-- EXERCISE --
The answer must consist of the records below, repeated exactly.
------------------------------------------------------------
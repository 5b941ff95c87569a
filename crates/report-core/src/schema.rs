//! Column names of the NYPD shooting-incident dataset and the derived columns
//! the pipeline adds.

pub const INCIDENT_KEY: &str = "INCIDENT_KEY";
pub const OCCUR_DATE: &str = "OCCUR_DATE";
pub const OCCUR_TIME: &str = "OCCUR_TIME";
pub const BORO: &str = "BORO";
pub const PRECINCT: &str = "PRECINCT";
pub const JURISDICTION_CODE: &str = "JURISDICTION_CODE";
pub const LOCATION_DESC: &str = "LOCATION_DESC";
pub const STATISTICAL_MURDER_FLAG: &str = "STATISTICAL_MURDER_FLAG";

/// Added by the cleaner from `OCCUR_DATE` + `OCCUR_TIME`.
pub const OCCUR_DATETIME: &str = "OCCUR_DATETIME";
/// Added by the aggregator.
pub const OCCUR_YEAR: &str = "OCCUR_YEAR";
/// Added by the aggregator.
pub const OCCUR_HOUR: &str = "OCCUR_HOUR";

/// Victim/suspect demographics and geocoordinates (columns 9 through 19 of
/// the published file). Never part of the working table after cleaning.
pub const DEMOGRAPHIC_AND_LOCATION_COLUMNS: &[&str] = &[
    "PERP_AGE_GROUP",
    "PERP_SEX",
    "PERP_RACE",
    "VIC_AGE_GROUP",
    "VIC_SEX",
    "VIC_RACE",
    "X_COORD_CD",
    "Y_COORD_CD",
    "Latitude",
    "Longitude",
    "Lon_Lat",
];

/// Every retained record must carry these.
pub const REQUIRED_COLUMNS: &[&str] = &[BORO, OCCUR_DATE, OCCUR_TIME, STATISTICAL_MURDER_FLAG];

/// Columns reinterpreted as data-driven categories.
pub const CATEGORICAL_COLUMNS: &[&str] = &[
    INCIDENT_KEY,
    BORO,
    PRECINCT,
    JURISDICTION_CODE,
    LOCATION_DESC,
    STATISTICAL_MURDER_FLAG,
];

/// Default NYC open-data endpoint for the historic shooting-incident file.
pub const DEFAULT_SOURCE_URL: &str =
    "https://data.cityofnewyork.us/api/views/833y-ss6m/rows.csv?accessType=DOWNLOAD";
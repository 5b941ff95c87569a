//! Grouped counts over the cleaned incident table.

use std::collections::BTreeMap;

use chrono::{Datelike, Timelike};
use report_core::error::{ReportError, Result};
use report_core::formatting::percentage;
use report_core::models::{GroupedCount, HourCount, MurderRate, Value};
use report_core::schema;
use report_core::table::{Column, ColumnData, Table};
use tracing::debug;

// ── IncidentAggregator ────────────────────────────────────────────────────────

/// Stateless helper that partitions incident rows and counts them.
pub struct IncidentAggregator;

impl IncidentAggregator {
    /// Add `OCCUR_YEAR` (from `OCCUR_DATE`) and `OCCUR_HOUR` (from
    /// `OCCUR_DATETIME`) as integer columns.
    ///
    /// Requires [`crate::cleaner::parse_datetime`] to have run. Absent
    /// sources give absent derived cells.
    pub fn derive_year_and_hour(table: &Table) -> Result<Table> {
        let years: Vec<Option<i64>> = table
            .column(schema::OCCUR_DATE)?
            .as_date(schema::OCCUR_DATE)?
            .iter()
            .map(|d| d.map(|d| i64::from(d.year())))
            .collect();
        let hours: Vec<Option<i64>> = table
            .column(schema::OCCUR_DATETIME)?
            .as_date_time(schema::OCCUR_DATETIME)?
            .iter()
            .map(|dt| dt.map(|dt| i64::from(dt.hour())))
            .collect();

        table
            .with_column(Column::new(schema::OCCUR_YEAR, ColumnData::Integer(years)))?
            .with_column(Column::new(schema::OCCUR_HOUR, ColumnData::Integer(hours)))
    }

    /// Partition rows by the tuple of values in `keys` and count each
    /// partition.
    ///
    /// Output is sorted by key. Only key tuples present in the data appear,
    /// each exactly once, and the counts sum to the table's row count. Absent
    /// cells group under [`Value::Missing`]; exclude them beforehand with
    /// [`crate::cleaner::drop_missing`] when a key must be present.
    pub fn count_by(table: &Table, keys: &[&str]) -> Result<Vec<GroupedCount>> {
        let columns: Vec<&ColumnData> = keys
            .iter()
            .map(|&k| table.column(k))
            .collect::<Result<_>>()?;

        let mut groups: BTreeMap<Vec<Value>, u64> = BTreeMap::new();
        for row in 0..table.row_count() {
            let key: Vec<Value> = columns.iter().map(|c| c.value(row)).collect();
            *groups.entry(key).or_insert(0) += 1;
        }

        debug!("count_by {:?}: {} groups", keys, groups.len());
        Ok(groups
            .into_iter()
            .map(|(key, count)| GroupedCount::new(key, count))
            .collect())
    }

    /// Per-borough murder share from counts grouped by (borough, murder flag).
    ///
    /// A borough with no `true` flag group gets `murder_count = 0`. Groups
    /// whose flag is neither `true` nor `false` count towards the total only.
    /// A missing borough forms its own row, never merged with any label.
    /// Sorted by borough, missing first.
    pub fn murder_rate_by_borough(counts: &[GroupedCount]) -> Result<Vec<MurderRate>> {
        let mut per_borough: BTreeMap<Option<String>, (u64, u64)> = BTreeMap::new();
        for group in counts {
            let [borough, flag] = group.key.as_slice() else {
                return Err(ReportError::KeyShape {
                    expected: 2,
                    actual: group.key.len(),
                });
            };
            let label = match borough {
                Value::Missing => None,
                other => Some(other.to_string()),
            };
            let entry = per_borough.entry(label).or_insert((0, 0));
            entry.0 += group.count;
            if flag.as_flag() == Some(true) {
                entry.1 += group.count;
            }
        }

        per_borough
            .into_iter()
            .map(|(borough, (total, murder_count))| -> Result<MurderRate> {
                let murder_percentage = percentage(murder_count, total)
                    .ok_or_else(|| {
                        ReportError::DivisionUndefined(
                            borough.clone().unwrap_or_else(|| Value::Missing.to_string()),
                        )
                    })?;
                Ok(MurderRate {
                    borough,
                    total,
                    murder_count,
                    murder_percentage,
                })
            })
            .collect()
    }

    /// Convert counts grouped by `OCCUR_HOUR` into `(hour, count)` points.
    ///
    /// The missing-hour group, if any, is skipped.
    pub fn hourly_counts(counts: &[GroupedCount]) -> Result<Vec<HourCount>> {
        let mut out = Vec::with_capacity(counts.len());
        for group in counts {
            let [hour] = group.key.as_slice() else {
                return Err(ReportError::KeyShape {
                    expected: 1,
                    actual: group.key.len(),
                });
            };
            match hour {
                Value::Missing => {
                    debug!("Skipping {} rows with no hour", group.count);
                }
                Value::Integer(h) if (0..=23).contains(h) => out.push(HourCount {
                    hour: *h as u32,
                    count: group.count,
                }),
                other => {
                    return Err(ReportError::ColumnType {
                        column: schema::OCCUR_HOUR.to_string(),
                        expected: "hour 0-23".to_string(),
                        actual: other.to_string(),
                    })
                }
            }
        }
        Ok(out)
    }
}

// ── Tests ─────────────────────────────────────────────────────────────────────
------------------------------------------------------------
-- RESULT OF THIS TASK --
repository 5b941ff95c87569a
filename crates/report-core/src/schema.rs
//! Column names of the NYPD shooting-incident dataset and the derived columns
//! the pipeline adds.

pub const INCIDENT_KEY: &str = "INCIDENT_KEY";
pub const OCCUR_DATE: &str = "OCCUR_DATE";
pub const OCCUR_TIME: &str = "OCCUR_TIME";
pub const BORO: &str = "BORO";
pub const PRECINCT: &str = "PRECINCT";
pub const JURISDICTION_CODE: &str = "JURISDICTION_CODE";
pub const LOCATION_DESC: &str = "LOCATION_DESC";
pub const STATISTICAL_MURDER_FLAG: &str = "STATISTICAL_MURDER_FLAG";

/// Added by the cleaner from `OCCUR_DATE` + `OCCUR_TIME`.
pub const OCCUR_DATETIME: &str = "OCCUR_DATETIME";
/// Added by the aggregator.
pub const OCCUR_YEAR: &str = "OCCUR_YEAR";
/// Added by the aggregator.
pub const OCCUR_HOUR: &str = "OCCUR_HOUR";

/// Victim/suspect demographics and geocoordinates (columns 9 through 19 of
/// the published file). Never part of the working table after cleaning.
pub const DEMOGRAPHIC_AND_LOCATION_COLUMNS: &[&str] = &[
    "PERP_AGE_GROUP",
    "PERP_SEX",
    "PERP_RACE",
    "VIC_AGE_GROUP",
    "VIC_SEX",
    "VIC_RACE",
    "X_COORD_CD",
    "Y_COORD_CD",
    "Latitude",
    "Longitude",
    "Lon_Lat",
];

/// Every retained record must carry these.
pub const REQUIRED_COLUMNS: &[&str] = &[BORO, OCCUR_DATE, OCCUR_TIME, STATISTICAL_MURDER_FLAG];

/// Columns reinterpreted as data-driven categories.
pub const CATEGORICAL_COLUMNS: &[&str] = &[
    INCIDENT_KEY,
    BORO,
    PRECINCT,
    JURISDICTION_CODE,
    LOCATION_DESC,
    STATISTICAL_MURDER_FLAG,
];

/// Default NYC open-data endpoint for the historic shooting-incident file.
pub const DEFAULT_SOURCE_URL: &str =
    "https://data.cityofnewyork.us/api/views/833y-ss6m/rows.csv?accessType=DOWNLOAD";
repository 5b941ff95c87569a
//! Grouped counts over the cleaned incident table.

use std::collections::BTreeMap;

use chrono::{Datelike, Timelike};
use report_core::error::{ReportError, Result};
use report_core::formatting::percentage;
use report_core::models::{GroupedCount, HourCount, MurderRate, Value};
use report_core::schema;
use report_core::table::{Column, ColumnData, Table};
use tracing::debug;

// ── IncidentAggregator ────────────────────────────────────────────────────────

/// Stateless helper that partitions incident rows and counts them.
pub struct IncidentAggregator;

impl IncidentAggregator {
    /// Add `OCCUR_YEAR` (from `OCCUR_DATE`) and `OCCUR_HOUR` (from
    /// `OCCUR_DATETIME`) as integer columns.
    ///
    /// Requires [`crate::cleaner::parse_datetime`] to have run. Absent
    /// sources give absent derived cells.
    pub fn derive_year_and_hour(table: &Table) -> Result<Table> {
        let years: Vec<Option<i64>> = table
            .column(schema::OCCUR_DATE)?
            .as_date(schema::OCCUR_DATE)?
            .iter()
            .map(|d| d.map(|d| i64::from(d.year())))
            .collect();
        let hours: Vec<Option<i64>> = table
            .column(schema::OCCUR_DATETIME)?
            .as_date_time(schema::OCCUR_DATETIME)?
            .iter()
            .map(|dt| dt.map(|dt| i64::from(dt.hour())))
            .collect();

        table
            .with_column(Column::new(schema::OCCUR_YEAR, ColumnData::Integer(years)))?
            .with_column(Column::new(schema::OCCUR_HOUR, ColumnData::Integer(hours)))
    }

    /// Partition rows by the tuple of values in `keys` and count each
    /// partition.
    ///
    /// Output is sorted by key. Only key tuples present in the data appear,
    /// each exactly once, and the counts sum to the table's row count. Absent
    /// cells group under [`Value::Missing`]; exclude them beforehand with
    /// [`crate::cleaner::drop_missing`] when a key must be present.
    pub fn count_by(table: &Table, keys: &[&str]) -> Result<Vec<GroupedCount>> {
        let columns: Vec<&ColumnData> = keys
            .iter()
            .map(|&k| table.column(k))
            .collect::<Result<_>>()?;

        let mut groups: BTreeMap<Vec<Value>, u64> = BTreeMap::new();
        for row in 0..table.row_count() {
            let key: Vec<Value> = columns.iter().map(|c| c.value(row)).collect();
            *groups.entry(key).or_insert(0) += 1;
        }

        debug!("count_by {:?}: {} groups", keys, groups.len());
        Ok(groups
            .into_iter()
            .map(|(key, count)| GroupedCount::new(key, count))
            .collect())
    }

    /// Per-borough murder share from counts grouped by (borough, murder flag).
    ///
    /// A borough with no `true` flag group gets `murder_count = 0`. Groups
    /// whose flag is neither `true` nor `false` count towards the total only.
    /// A missing borough forms its own row, never merged with any label.
    /// Sorted by borough, missing first.
    pub fn murder_rate_by_borough(counts: &[GroupedCount]) -> Result<Vec<MurderRate>> {
        let mut per_borough: BTreeMap<Option<String>, (u64, u64)> = BTreeMap::new();
        for group in counts {
            let [borough, flag] = group.key.as_slice() else {
                return Err(ReportError::KeyShape {
                    expected: 2,
                    actual: group.key.len(),
                });
            };
            let label = match borough {
                Value::Missing => None,
                other => Some(other.to_string()),
            };
            let entry = per_borough.entry(label).or_insert((0, 0));
            entry.0 += group.count;
            if flag.as_flag() == Some(true) {
                entry.1 += group.count;
            }
        }

        per_borough
            .into_iter()
            .map(|(borough, (total, murder_count))| -> Result<MurderRate> {
                let murder_percentage = percentage(murder_count, total)
                    .ok_or_else(|| {
                        ReportError::DivisionUndefined(
                            borough.clone().unwrap_or_else(|| Value::Missing.to_string()),
                        )
                    })?;
                Ok(MurderRate {
                    borough,
                    total,
                    murder_count,
                    murder_percentage,
                })
            })
            .collect()
    }

    /// Convert counts grouped by `OCCUR_HOUR` into `(hour, count)` points.
    ///
    /// The missing-hour group, if any, is skipped.
    pub fn hourly_counts(counts: &[GroupedCount]) -> Result<Vec<HourCount>> {
        let mut out = Vec::with_capacity(counts.len());
        for group in counts {
            let [hour] = group.key.as_slice() else {
                return Err(ReportError::KeyShape {
                    expected: 1,
                    actual: group.key.len(),
                });
            };
            match hour {
                Value::Missing => {
                    debug!("Skipping {} rows with no hour", group.count);
                }
                Value::Integer(h) if (0..=23).contains(h) => out.push(HourCount {
                    hour: *h as u32,
                    count: group.count,
                }),
                other => {
                    return Err(ReportError::ColumnType {
                        column: schema::OCCUR_HOUR.to_string(),
                        expected: "hour 0-23".to_string(),
                        actual: other.to_string(),
                    })
                }
            }
        }
        Ok(out)
    }
}

// ── Tests ─────────────────────────────────────────────────────────────────────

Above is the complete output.